Whitney (2003; KCKCC) sees class as confining: "I think a lot of this was based on Miss Emily's class. She was looked at in the upper class, and as stated before, people expected her to act in a certain way. The town was so nosy, and just expected her to do everything that they did. She shut herself away, and didn't let anyone know what was going on in her life. They just gossiped and gossiped about what was happening. Then she died, and they didn't care. They just wanted to see her house. They find the dead guy, and they realized that they thought wrong about her this whole time."

Dawn (1999: JSRCC) concurs: "Emily, it seems, was not able to make the decisions she wanted to due to her standing in the social community. Homer was not considered a good marriage partner for Emily due to her social standing in "the old south." Due to this her choice to kill him and preserve him, as one does a rose, may have been, in her mind her only option. After losing her father and her love in her younger years she regressed into a state of fantasy, longing for the times gone by. This fantasy world allowed her to keep him for all time in this room of roses.

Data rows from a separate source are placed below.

//! Lock coordinator for guarded calls
//!
//! Wraps a [`LockBackend`] and adds:
//! - holder identity per acquisition
//! - scoped release through [`LockGuard`], which owns a handle to the
//!   coordinator so it can outlive the call that acquired it (a unit of work
//!   may keep it until commit)
//! - recovery of release-without-ownership (logged, never propagated)
//! - lock metrics (granted, timed out, interrupted, released, release failures)
//!
//! # Outcomes of `acquire`
//!
//! | Backend result | Coordinator result |
//! |---|---|
//! | granted | `Ok(Acquire::Granted(guard))` |
//! | wait elapsed | `Ok(Acquire::TimedOut)` |
//! | interrupted | `Err(StrataError::LockInterrupted)` |

use crate::lock::deadline_after;
use std::fmt;
use std::sync::atomic::{AtomicU64, Ordering};
use std::sync::Arc;
use std::time::{Duration, Instant};
use strata_core::traits::LockBackend;
use strata_core::{HolderId, Interrupt, LockKey, StrataError, StrataResult};
use tracing::{debug, info, warn};

/// Result of a non-failing acquisition attempt
#[must_use = "dropping a granted Acquire releases the lock immediately"]
pub enum Acquire {
    /// Lock is held until the guard is released or dropped
    Granted(LockGuard),
    /// Wait time elapsed without obtaining the lock
    TimedOut,
}

impl Acquire {
    /// True if granted
    pub fn is_granted(&self) -> bool {
        matches!(self, Acquire::Granted(_))
    }

    /// The guard, if granted
    pub fn into_guard(self) -> Option<LockGuard> {
        match self {
            Acquire::Granted(guard) => Some(guard),
            Acquire::TimedOut => None,
        }
    }
}

impl fmt::Debug for Acquire {
    fn fmt(&self, f: &mut fmt::Formatter<'_>) -> fmt::Result {
        match self {
            Acquire::Granted(guard) => f.debug_tuple("Granted").field(guard).finish(),
            Acquire::TimedOut => f.write_str("TimedOut"),
        }
    }
}

/// Snapshot of lock counters
#[derive(Debug, Clone, Copy, PartialEq, Eq, Default)]
pub struct LockMetrics {
    /// Acquisitions granted
    pub granted: u64,
    /// Acquisitions that ran out of wait time
    pub timed_out: u64,
    /// Acquisitions abandoned by interrupt
    pub interrupted: u64,
    /// Releases accepted by the backend
    pub released: u64,
    /// Releases rejected by the backend (expired lease or not held)
    pub release_failures: u64,
}

/// Acquires and releases keyed locks on behalf of guarded calls
///
/// The metric counters use Relaxed ordering; they are observational only.
pub struct LockCoordinator {
    backend: Arc<dyn LockBackend>,
    granted: AtomicU64,
    timed_out: AtomicU64,
    interrupted: AtomicU64,
    released: AtomicU64,
    release_failures: AtomicU64,
}

impl LockCoordinator {
    /// Create a coordinator over `backend`
    pub fn new(backend: Arc<dyn LockBackend>) -> Self {
        Self {
            backend,
            granted: AtomicU64::new(0),
            timed_out: AtomicU64::new(0),
            interrupted: AtomicU64::new(0),
            released: AtomicU64::new(0),
            release_failures: AtomicU64::new(0),
        }
    }

    /// The wrapped backend
    pub fn backend(&self) -> &Arc<dyn LockBackend> {
        &self.backend
    }

    /// Try to take `key`, blocking up to `wait`
    ///
    /// A granted lock auto-expires after `lease` even if never released.
    ///
    /// # Errors
    ///
    /// Returns `LockInterrupted` if `interrupt` fires before the lock is
    /// obtained. A timeout is not an error.
    pub fn acquire(
        self: &Arc<Self>,
        key: &LockKey,
        wait: Duration,
        lease: Duration,
        interrupt: &Interrupt,
    ) -> StrataResult<Acquire> {
        let holder = HolderId::new();
        let started = Instant::now();

        match self
            .backend
            .try_acquire(key.as_str(), holder, wait, lease, interrupt)
        {
            Ok(true) => {
                self.granted.fetch_add(1, Ordering::Relaxed);
                debug!(
                    key = %key,
                    %holder,
                    waited_us = started.elapsed().as_micros() as u64,
                    "Lock granted"
                );
                Ok(Acquire::Granted(LockGuard {
                    coordinator: Arc::clone(self),
                    key: key.clone(),
                    holder,
                    lease_deadline: deadline_after(Instant::now(), lease),
                    released: false,
                }))
            }
            Ok(false) => {
                self.timed_out.fetch_add(1, Ordering::Relaxed);
                debug!(key = %key, wait_ms = wait.as_millis() as u64, "Lock wait timed out");
                Ok(Acquire::TimedOut)
            }
            Err(e) => {
                if matches!(e, StrataError::LockInterrupted { .. }) {
                    self.interrupted.fetch_add(1, Ordering::Relaxed);
                    debug!(key = %key, "Lock wait interrupted");
                }
                Err(e)
            }
        }
    }

    /// Release a grant; never fails
    ///
    /// Release-without-ownership is recovered here: it is counted and
    /// logged, and the caller's result is left alone.
    fn release(&self, key: &LockKey, holder: HolderId, lease_deadline: Instant) {
        match self.backend.unlock(key.as_str(), holder) {
            Ok(()) => {
                self.released.fetch_add(1, Ordering::Relaxed);
                debug!(key = %key, %holder, "Lock released");
            }
            Err(e) if e.is_release_without_ownership() => {
                self.release_failures.fetch_add(1, Ordering::Relaxed);
                if Instant::now() >= lease_deadline {
                    warn!(
                        key = %key,
                        %holder,
                        "Lease expired before release; another holder may have overlapped"
                    );
                } else {
                    info!(key = %key, %holder, "Lock already unlocked");
                }
            }
            Err(e) => {
                self.release_failures.fetch_add(1, Ordering::Relaxed);
                warn!(key = %key, %holder, error = %e, "Lock release failed");
            }
        }
    }

    /// Snapshot of the counters
    pub fn metrics(&self) -> LockMetrics {
        LockMetrics {
            granted: self.granted.load(Ordering::Relaxed),
            timed_out: self.timed_out.load(Ordering::Relaxed),
            interrupted: self.interrupted.load(Ordering::Relaxed),
            released: self.released.load(Ordering::Relaxed),
            release_failures: self.release_failures.load(Ordering::Relaxed),
        }
    }
}

/// Exclusive handle to one granted lock
///
/// States: held → released, exactly once. Release happens on `release` or
/// drop, whichever comes first, so every exit path of a guarded call
/// (success, error, panic unwinding) gives the lock back.
pub struct LockGuard {
    coordinator: Arc<LockCoordinator>,
    key: LockKey,
    holder: HolderId,
    lease_deadline: Instant,
    released: bool,
}

impl LockGuard {
    /// Key this guard holds
    pub fn key(&self) -> &LockKey {
        &self.key
    }

    /// Holder identity of this grant
    pub fn holder(&self) -> HolderId {
        self.holder
    }

    /// True if the backend still attributes the key to this grant
    pub fn is_lease_valid(&self) -> bool {
        self.coordinator
            .backend
            .is_held_by(self.key.as_str(), self.holder)
    }

    /// Fail with `LeaseExpired` unless the lease is still valid
    ///
    /// # Errors
    ///
    /// Returns `LeaseExpired` if the grant is no longer held.
    pub fn ensure_lease_valid(&self) -> StrataResult<()> {
        if self.is_lease_valid() {
            Ok(())
        } else {
            Err(StrataError::LeaseExpired {
                key: self.key.to_string(),
            })
        }
    }

    /// Release now
    pub fn release(mut self) {
        self.release_once();
    }

    fn release_once(&mut self) {
        if !self.released {
            self.released = true;
            self.coordinator
                .release(&self.key, self.holder, self.lease_deadline);
        }
    }
}

impl Drop for LockGuard {
    fn drop(&mut self) {
        self.release_once();
    }
}

impl fmt::Debug for LockGuard {
    fn fmt(&self, f: &mut fmt::Formatter<'_>) -> fmt::Result {
        f.debug_struct("LockGuard")
            .field("key", &self.key)
            .field("holder", &self.holder)
            .field("released", &self.released)
            .finish()
    }
}
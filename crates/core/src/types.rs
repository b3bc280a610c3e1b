//! Core types for stratalock
//!
//! This module defines the foundational identifiers:
//! - StockId / ProductId: identities of the protected resource
//! - HolderId: identity of one lock holder (one guarded call)
//! - LockKey: the resolved, prefixed name of a mutual-exclusion domain

use serde::{Deserialize, Serialize};
use std::fmt;
use uuid::Uuid;

/// Prefix applied to every resolved lock key
pub const LOCK_PREFIX: &str = "LOCK:";

/// Identity of a stored stock record
#[derive(Debug, Clone, Copy, PartialEq, Eq, PartialOrd, Ord, Hash, Serialize, Deserialize)]
pub struct StockId(u64);

impl StockId {
    /// Wrap a raw id
    pub const fn new(id: u64) -> Self {
        Self(id)
    }

    /// Raw id value
    pub fn as_u64(&self) -> u64 {
        self.0
    }
}

impl fmt::Display for StockId {
    fn fmt(&self, f: &mut fmt::Formatter<'_>) -> fmt::Result {
        write!(f, "{}", self.0)
    }
}

/// Identity of the product a stock record counts
#[derive(Debug, Clone, Copy, PartialEq, Eq, Hash, Serialize, Deserialize)]
pub struct ProductId(u64);

impl ProductId {
    /// Wrap a raw id
    pub const fn new(id: u64) -> Self {
        Self(id)
    }

    /// Raw id value
    pub fn as_u64(&self) -> u64 {
        self.0
    }
}

impl fmt::Display for ProductId {
    fn fmt(&self, f: &mut fmt::Formatter<'_>) -> fmt::Result {
        write!(f, "{}", self.0)
    }
}

/// Unique identifier for one lock holder
///
/// Every acquisition attempt gets a fresh UUID v4 so that a release can be
/// matched against the grant it belongs to. A holder whose lease expired and
/// whose key was re-granted cannot release the new holder's grant.
#[derive(Debug, Clone, Copy, PartialEq, Eq, Hash, Serialize, Deserialize)]
pub struct HolderId(Uuid);

impl HolderId {
    /// Create a new random HolderId using UUID v4
    pub fn new() -> Self {
        Self(Uuid::new_v4())
    }
}

impl Default for HolderId {
    fn default() -> Self {
        Self::new()
    }
}

impl fmt::Display for HolderId {
    fn fmt(&self, f: &mut fmt::Formatter<'_>) -> fmt::Result {
        write!(f, "{}", self.0)
    }
}

/// Resolved lock key
///
/// Always carries [`LOCK_PREFIX`]. Two calls whose keys compare equal share
/// one mutual-exclusion domain.
#[derive(Debug, Clone, PartialEq, Eq, Hash, PartialOrd, Ord)]
pub struct LockKey(String);

impl LockKey {
    /// Build a key from the resolved expression value
    pub fn new(resolved: impl AsRef<str>) -> Self {
        Self(format!("{}{}", LOCK_PREFIX, resolved.as_ref()))
    }

    /// Full key string including the prefix
    pub fn as_str(&self) -> &str {
        &self.0
    }
}

impl fmt::Display for LockKey {
    fn fmt(&self, f: &mut fmt::Formatter<'_>) -> fmt::Result {
        f.write_str(&self.0)
    }
}

impl AsRef<str> for LockKey {
    fn as_ref(&self) -> &str {
        &self.0
    }
}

I think the wedding attire and gifts also explain her deep insanity. Why would a sane person buy these items just to kill the receiver of them?"

Jean (1999; JSRCC) sees the Griersons as representative of the class of "noblemen" who prolonged a monstrosity: "The domineering, noble 'holier than thou,' status that the aristocratic southerners tried to maintain in themselves and their progeny created an entire society of wrong thinking people. The father symbolized an entire generation of dominant males who created a monster called the Old South?"